In a world of visual excess and rapidly consumable images, Nouwen invites us to look more slowly and to tolerate ambiguity. She experiments with pareidolia, optical effects, and playful – sometimes cartoonish – elements that deliberately mislead the viewer.

Her paintings do not present unambiguous images, but instead introduce doubt. Images and motifs migrate from one work to another: fragments, symbols and signs are rearranged time and again. This approach corresponds to Surrealist and Dadaist strategies, while remaining deeply rooted in art-historical tradition. Iconic, sacred and cultural images are confronted with violence, humour, sexuality and the morbid, without ever being reduced to a single, conclusive meaning.

Contradiction as a trope

These experiences are central to ‘OXOMORON’. The title implicitly refers to the concept of the oxymoron: a figure of speech in which contradictory terms are combined to produce a new, often ironic meaning.

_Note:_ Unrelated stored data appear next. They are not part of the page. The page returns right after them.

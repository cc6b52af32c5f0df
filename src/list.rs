// (c) Copyright 2025 Helsing GmbH. All rights reserved.
//! A `Vec` that publishes its changes.
//!
//! [`ObservableVec`] is the simplest possible collaborator of an [`EventAssembler`]: every
//! mutating method is one atomic operation, and [`ObservableVec::batch`] composes several of them
//! into one event.
//!
//! ```
//! use listdelta::{EventPublisher, ObservableVec, RecordingListener, SubjectId};
//! use std::{cell::RefCell, rc::Rc};
//!
//! let list = ObservableVec::from_vec(Rc::new(EventPublisher::new()), vec!['A', 'A', 'B', 'B', 'C', 'C']);
//! let recorder = Rc::new(RefCell::new(RecordingListener::new()));
//! list.add_listener(SubjectId::new(), Rc::clone(&recorder))?;
//!
//! list.retain(|c| *c == 'B')?;
//!
//! assert_eq!(list.to_vec(), ['B', 'B']);
//! assert_eq!(recorder.borrow().changes_seen, ["[delete 0..=1, delete 2..=3]"]);
//! # Ok::<(), listdelta::EventError>(())
//! ```
//!
//! The list uses interior mutability so that listeners can read it, or change it again, while an
//! event is being delivered. Share it through an `Rc`.

use crate::{
    AssemblerOptions, EventAssembler, EventError, EventPublisher, ListEventListener, SubjectId,
};
use std::{cell::RefCell, cmp::Ordering, fmt, rc::Rc};

pub struct ObservableVec<E> {
    items: RefCell<Vec<E>>,
    assembler: EventAssembler<E>,
}

impl<E: fmt::Debug> fmt::Debug for ObservableVec<E> {
    fn fmt(&self, f: &mut fmt::Formatter<'_>) -> fmt::Result {
        f.debug_struct("ObservableVec")
            .field("subject", &self.assembler.subject())
            .field("items", &self.items.borrow())
            .finish()
    }
}

fn check_index(index: usize, len: usize) -> Result<(), EventError> {
    if index < len {
        Ok(())
    } else {
        Err(EventError::IndexOutOfBounds { index, len })
    }
}

impl<E: Clone + PartialEq + 'static> ObservableVec<E> {
    pub fn new(publisher: Rc<EventPublisher>) -> Self {
        Self::from_vec(publisher, Vec::new())
    }

    /// Wraps `items` without publishing anything.
    pub fn from_vec(publisher: Rc<EventPublisher>, items: Vec<E>) -> Self {
        Self::with_options(publisher, items, AssemblerOptions::default())
    }

    pub fn with_options(
        publisher: Rc<EventPublisher>,
        items: Vec<E>,
        options: AssemblerOptions,
    ) -> Self {
        Self {
            items: RefCell::new(items),
            assembler: EventAssembler::with_options(SubjectId::new(), publisher, options),
        }
    }

    pub fn subject(&self) -> SubjectId {
        self.assembler.subject()
    }

    pub fn assembler(&self) -> &EventAssembler<E> {
        &self.assembler
    }

    pub fn len(&self) -> usize {
        self.items.borrow().len()
    }

    pub fn is_empty(&self) -> bool {
        self.items.borrow().is_empty()
    }

    pub fn get(&self, index: usize) -> Option<E> {
        self.items.borrow().get(index).cloned()
    }

    pub fn to_vec(&self) -> Vec<E> {
        self.items.borrow().clone()
    }

    /// Runs `change` as one atomic operation.
    ///
    /// The items are not borrowed while listeners run.
    fn atomically<R>(
        &self,
        change: impl FnOnce(&mut Vec<E>, &EventAssembler<E>) -> Result<R, EventError>,
    ) -> Result<R, EventError> {
        self.assembler.begin_event(true)?;
        let result = {
            let mut items = self.items.borrow_mut();
            change(&mut items, &self.assembler)
        };
        match result {
            Ok(value) => {
                self.assembler.commit_event()?;
                Ok(value)
            }
            Err(e) => {
                self.assembler.discard_event()?;
                Err(e)
            }
        }
    }

    pub fn push(&self, value: E) -> Result<(), EventError> {
        self.atomically(|items, assembler| {
            items.push(value.clone());
            assembler.element_inserted(items.len() - 1, value)
        })
    }

    pub fn insert(&self, index: usize, value: E) -> Result<(), EventError> {
        self.insert_all(index, [value])
    }

    pub fn insert_all(
        &self,
        index: usize,
        values: impl IntoIterator<Item = E>,
    ) -> Result<(), EventError> {
        self.atomically(|items, assembler| {
            check_index(index, items.len() + 1)?;
            for (offset, value) in values.into_iter().enumerate() {
                items.insert(index + offset, value.clone());
                assembler.element_inserted(index + offset, value)?;
            }
            Ok(())
        })
    }

    /// Replaces the element at `index` and returns the previous one.
    pub fn set(&self, index: usize, value: E) -> Result<E, EventError> {
        self.atomically(|items, assembler| {
            check_index(index, items.len())?;
            let old = std::mem::replace(&mut items[index], value.clone());
            assembler.element_updated(index, old.clone(), value)?;
            Ok(old)
        })
    }

    pub fn remove(&self, index: usize) -> Result<E, EventError> {
        self.atomically(|items, assembler| {
            check_index(index, items.len())?;
            let old = items.remove(index);
            assembler.element_deleted(index, old.clone())?;
            Ok(old)
        })
    }

    /// Removes every element for which `keep` returns false, front to back, and returns how many
    /// were removed.
    pub fn retain(&self, mut keep: impl FnMut(&E) -> bool) -> Result<usize, EventError> {
        self.atomically(|items, assembler| {
            let mut index = 0;
            let mut removed = 0;
            while index < items.len() {
                if keep(&items[index]) {
                    index += 1;
                } else {
                    assembler.element_deleted(index, items.remove(index))?;
                    removed += 1;
                }
            }
            Ok(removed)
        })
    }

    pub fn clear(&self) -> Result<(), EventError> {
        self.atomically(|items, assembler| {
            for old in items.drain(..) {
                assembler.element_deleted(0, old)?;
            }
            Ok(())
        })
    }

    /// Sorts the list (stably) and publishes the permutation as a reordering.
    pub fn sort_by(&self, mut compare: impl FnMut(&E, &E) -> Ordering) -> Result<(), EventError> {
        self.atomically(|items, assembler| {
            if !assembler.is_event_empty() {
                return Err(EventError::ReorderWithPendingEdits);
            }
            let mut map: Vec<usize> = (0..items.len()).collect();
            map.sort_by(|&a, &b| compare(&items[a], &items[b]));
            if map.iter().enumerate().all(|(to, &from)| to == from) {
                return Ok(());
            }
            let sorted = map.iter().map(|&from| items[from].clone()).collect();
            *items = sorted;
            assembler.reorder(&map)
        })
    }

    /// Runs `operations` as one atomic operation.
    ///
    /// Every change made by `operations` is published as a single event once it returns `Ok`.
    /// On error nothing is published, but the list keeps the changes already made.
    pub fn batch<R>(
        &self,
        operations: impl FnOnce(&Self) -> Result<R, EventError>,
    ) -> Result<R, EventError> {
        self.assembler.begin_event(true)?;
        match operations(self) {
            Ok(value) => {
                self.assembler.commit_event()?;
                Ok(value)
            }
            Err(e) => {
                self.assembler.discard_event()?;
                Err(e)
            }
        }
    }

    pub fn add_listener<L>(&self, id: SubjectId, listener: Rc<RefCell<L>>) -> Result<(), EventError>
    where
        L: ListEventListener<E> + 'static,
    {
        self.assembler.add_listener(id, listener)
    }

    pub fn add_weak_listener<L>(
        &self,
        id: SubjectId,
        listener: &Rc<RefCell<L>>,
    ) -> Result<(), EventError>
    where
        L: ListEventListener<E> + 'static,
    {
        self.assembler.add_weak_listener(id, listener)
    }

    pub fn remove_listener(&self, id: SubjectId) -> Result<(), EventError> {
        self.assembler.remove_listener(id)
    }
}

The tension between playfulness and seriousness, structure and disruption – a recurring theme in Nouwen’s oeuvre – is clearly evident in the painting ‘OXO’ (2019–2020). Acquired by the Flemish Community in 2021 and now part of the M collection, this work serves as an important reference point within the exhibition.

‘OXO’ presents an expressive interplay of shapes, symbols and colours that evokes unexpected associations. Red peppers and shellfish appear at once playful and suggestive, generating a visual ambiguity that is characteristic of Nouwen’s practice.

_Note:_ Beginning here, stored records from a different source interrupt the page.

//! End-to-end tests of lists publishing change events to each other.

use listdelta::{
    ChangeEvent, ChangeKind, EventAssembler, EventError, EventPublisher, ListenerError,
    ObservableVec, RecordingListener, SubjectId,
};
use std::{cell::RefCell, rc::Rc};
use tracing_subscriber::EnvFilter;

fn init_tracing() {
    let _ = tracing_subscriber::fmt()
        .with_env_filter(EnvFilter::from_default_env())
        .with_test_writer()
        .try_init();
}

type Recorder = Rc<RefCell<RecordingListener<char>>>;

fn observed(items: &str) -> (ObservableVec<char>, Recorder) {
    init_tracing();
    let list = ObservableVec::from_vec(Rc::new(EventPublisher::new()), items.chars().collect());
    let recorder = Recorder::default();
    list.add_listener(SubjectId::new(), Rc::clone(&recorder))
        .unwrap();
    (list, recorder)
}

fn replay(start: &str, recorder: &RecordingListener<char>) -> Vec<char> {
    let mut mirror: Vec<char> = start.chars().collect();
    for event in &recorder.events {
        event.apply_to(&mut mirror).unwrap();
    }
    mirror
}

#[test]
fn filtering_publishes_one_block_per_run() {
    let (list, recorder) = observed("AABBCC");
    assert_eq!(list.retain(|c| *c == 'B').unwrap(), 4);
    assert_eq!(list.to_vec(), ['B', 'B']);

    let recorder = recorder.borrow();
    assert_eq!(recorder.changes_seen, ["[delete 0..=1, delete 2..=3]"]);
    let blocks = recorder.events[0].blocks();
    assert_eq!(blocks[0].old_value(), Some(&'A'));
    assert_eq!(blocks[1].old_value(), Some(&'C'));
    assert_eq!(replay("AABBCC", &recorder), list.to_vec());
}

#[test]
fn removal_order_does_not_change_the_event() {
    let removals: [&[usize]; 3] = [&[0, 0, 2, 2], &[5, 4, 1, 0], &[4, 4, 0, 0]];
    for order in removals {
        let (list, recorder) = observed("AABBCC");
        list.batch(|list| {
            for &index in order {
                list.remove(index)?;
            }
            Ok(())
        })
        .unwrap();
        assert_eq!(list.to_vec(), ['B', 'B'], "{order:?}");
        assert_eq!(
            recorder.borrow().changes_seen,
            ["[delete 0..=1, delete 2..=3]"],
            "{order:?}"
        );
    }
}

#[test]
fn inserts_are_numbered_in_final_coordinates() {
    let (list, recorder) = observed("ADE");
    list.batch(|list| {
        list.insert(1, 'C')?;
        list.insert(1, 'B')
    })
    .unwrap();
    assert_eq!(list.to_vec(), ['A', 'B', 'C', 'D', 'E']);

    let recorder = recorder.borrow();
    assert_eq!(recorder.changes_seen, ["[insert 1, insert 2]"]);
    let mut event = recorder.events[0].copy();
    let mut seen = Vec::new();
    while event.next() {
        seen.push((event.kind(), event.index(), event.new_value().copied()));
    }
    assert_eq!(
        seen,
        [
            (ChangeKind::Insert, 1, Some('B')),
            (ChangeKind::Insert, 2, Some('C'))
        ]
    );
}

#[test]
fn changes_that_cancel_out_publish_nothing() {
    let (list, recorder) = observed("abc");
    list.batch(|list| {
        list.insert(1, 'x')?;
        list.insert(4, 'y')?;
        list.remove(1)?;
        list.remove(3).map(drop)
    })
    .unwrap();
    assert_eq!(list.to_vec(), ['a', 'b', 'c']);
    assert!(recorder.borrow().changes_seen.is_empty());
    assert!(list.assembler().is_event_empty());

    list.push('d').unwrap();
    assert_eq!(recorder.borrow().changes_seen, ["[insert 3]"]);
}

#[test]
fn sorting_is_exclusive_of_other_edits() {
    let (list, recorder) = observed("cab");
    let result = list.batch(|list| {
        list.push('d')?;
        list.sort_by(Ord::cmp)
    });
    assert!(matches!(result, Err(EventError::ReorderWithPendingEdits)));
    assert_eq!(list.assembler().nesting_depth(), 0);
    assert!(recorder.borrow().changes_seen.is_empty());

    let (empty, recorder) = observed("");
    empty.sort_by(Ord::cmp).unwrap();
    assert!(recorder.borrow().changes_seen.is_empty());
}

#[test]
fn untracked_reordering_still_replays() {
    let (list, recorder) = observed("dcba");
    list.sort_by(Ord::cmp).unwrap();
    let recorder = recorder.borrow();
    let event = &recorder.events[0];
    assert!(event.is_reordering());
    assert_eq!(event.reorder_map(), [3, 2, 1, 0]);
    assert!(event.blocks().iter().all(|block| block.new_value().is_none()));
    assert_eq!(replay("dcba", &recorder), ['a', 'b', 'c', 'd']);
}

/// A list that mirrors another list by forwarding its events.
fn forwarding_listener(
    target: Rc<EventAssembler<char>>,
) -> Rc<RefCell<impl FnMut(&mut ChangeEvent<char>) -> Result<(), ListenerError>>> {
    Rc::new(RefCell::new(
        move |event: &mut ChangeEvent<char>| -> Result<(), ListenerError> {
            target.forward_event(event)?;
            Ok(())
        },
    ))
}

#[test]
fn forwarded_events_reach_downstream_lists() {
    init_tracing();
    let publisher = Rc::new(EventPublisher::new());
    let source = ObservableVec::from_vec(Rc::clone(&publisher), vec!['a', 'b', 'c']);
    let mirror = Rc::new(EventAssembler::new(SubjectId::new(), Rc::clone(&publisher)));
    source
        .add_listener(mirror.subject(), forwarding_listener(Rc::clone(&mirror)))
        .unwrap();
    let recorder = Recorder::default();
    mirror
        .add_listener(SubjectId::new(), Rc::clone(&recorder))
        .unwrap();

    source
        .batch(|list| {
            list.remove(0)?;
            list.set(1, 'C')?;
            list.push('d')
        })
        .unwrap();
    source.sort_by(|a, b| b.cmp(a)).unwrap();

    let recorder = recorder.borrow();
    assert_eq!(
        recorder.changes_seen,
        ["[delete 0, update 1, insert 2]", "reorder [2, 0, 1]"]
    );
    assert_eq!(replay("abc", &recorder), source.to_vec());
    assert!(mirror.is_event_empty());
    assert_eq!(mirror.nesting_depth(), 0);
}

#[test]
fn events_can_be_walked_block_by_block() {
    let (list, recorder) = observed("xxcdef");
    list.batch(|list| {
        list.remove(0)?;
        list.remove(0)?;
        list.set(2, 'X')?;
        list.insert(4, 'y')
    })
    .unwrap();

    let recorder = recorder.borrow();
    assert_eq!(
        recorder.changes_seen,
        ["[delete 0..=1, update 2, insert 4]"]
    );
    let mut event = recorder.events[0].copy();
    let mut spans = Vec::new();
    while event.next_block() {
        spans.push((event.kind(), event.block_start(), event.block_end()));
    }
    assert_eq!(
        spans,
        [
            (ChangeKind::Delete, 0, 1),
            (ChangeKind::Update, 2, 2),
            (ChangeKind::Insert, 4, 4)
        ]
    );
    assert!(!event.has_next());
    event.reset();
    assert!(event.has_next_block());
}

With ‘OXOMORON’, M Leuven presents an artist who approaches painting as a way of thinking – physical, critical and intense. These are not comforting images, but works that continue to unsettle and sharpen the act of looking.

As Els Nouwen herself puts it: “A painting cannot and shouldn’t be comforting, because reality isn’t like that either.”

The works on paper in the exhibition will change every three months. The paintings on copper plate are presented alongside a selection from M’s collection.

Els Nouwen (b. 1968, Antwerp) lives and works in Antwerp. She studied painting at the Royal Academy of Fine Arts in Antwerp and philosophy at the University of Antwerp. This combination of technical mastery and a distinct conceptual framework is a decisive factor in her artistic practice.

Nouwen’s work has previously been exhibited at Ruimte Morguen, Behind Bars – ruimte voor kunst (2014–2024), Workplace and SECONDroom in Antwerp, Waldburger Wouters Gallery in Brussels, WARP in Sint-Niklaas and the Albert van Abbehuis in Eindhoven. Her work can be found in various public collections, including that of M Leuven.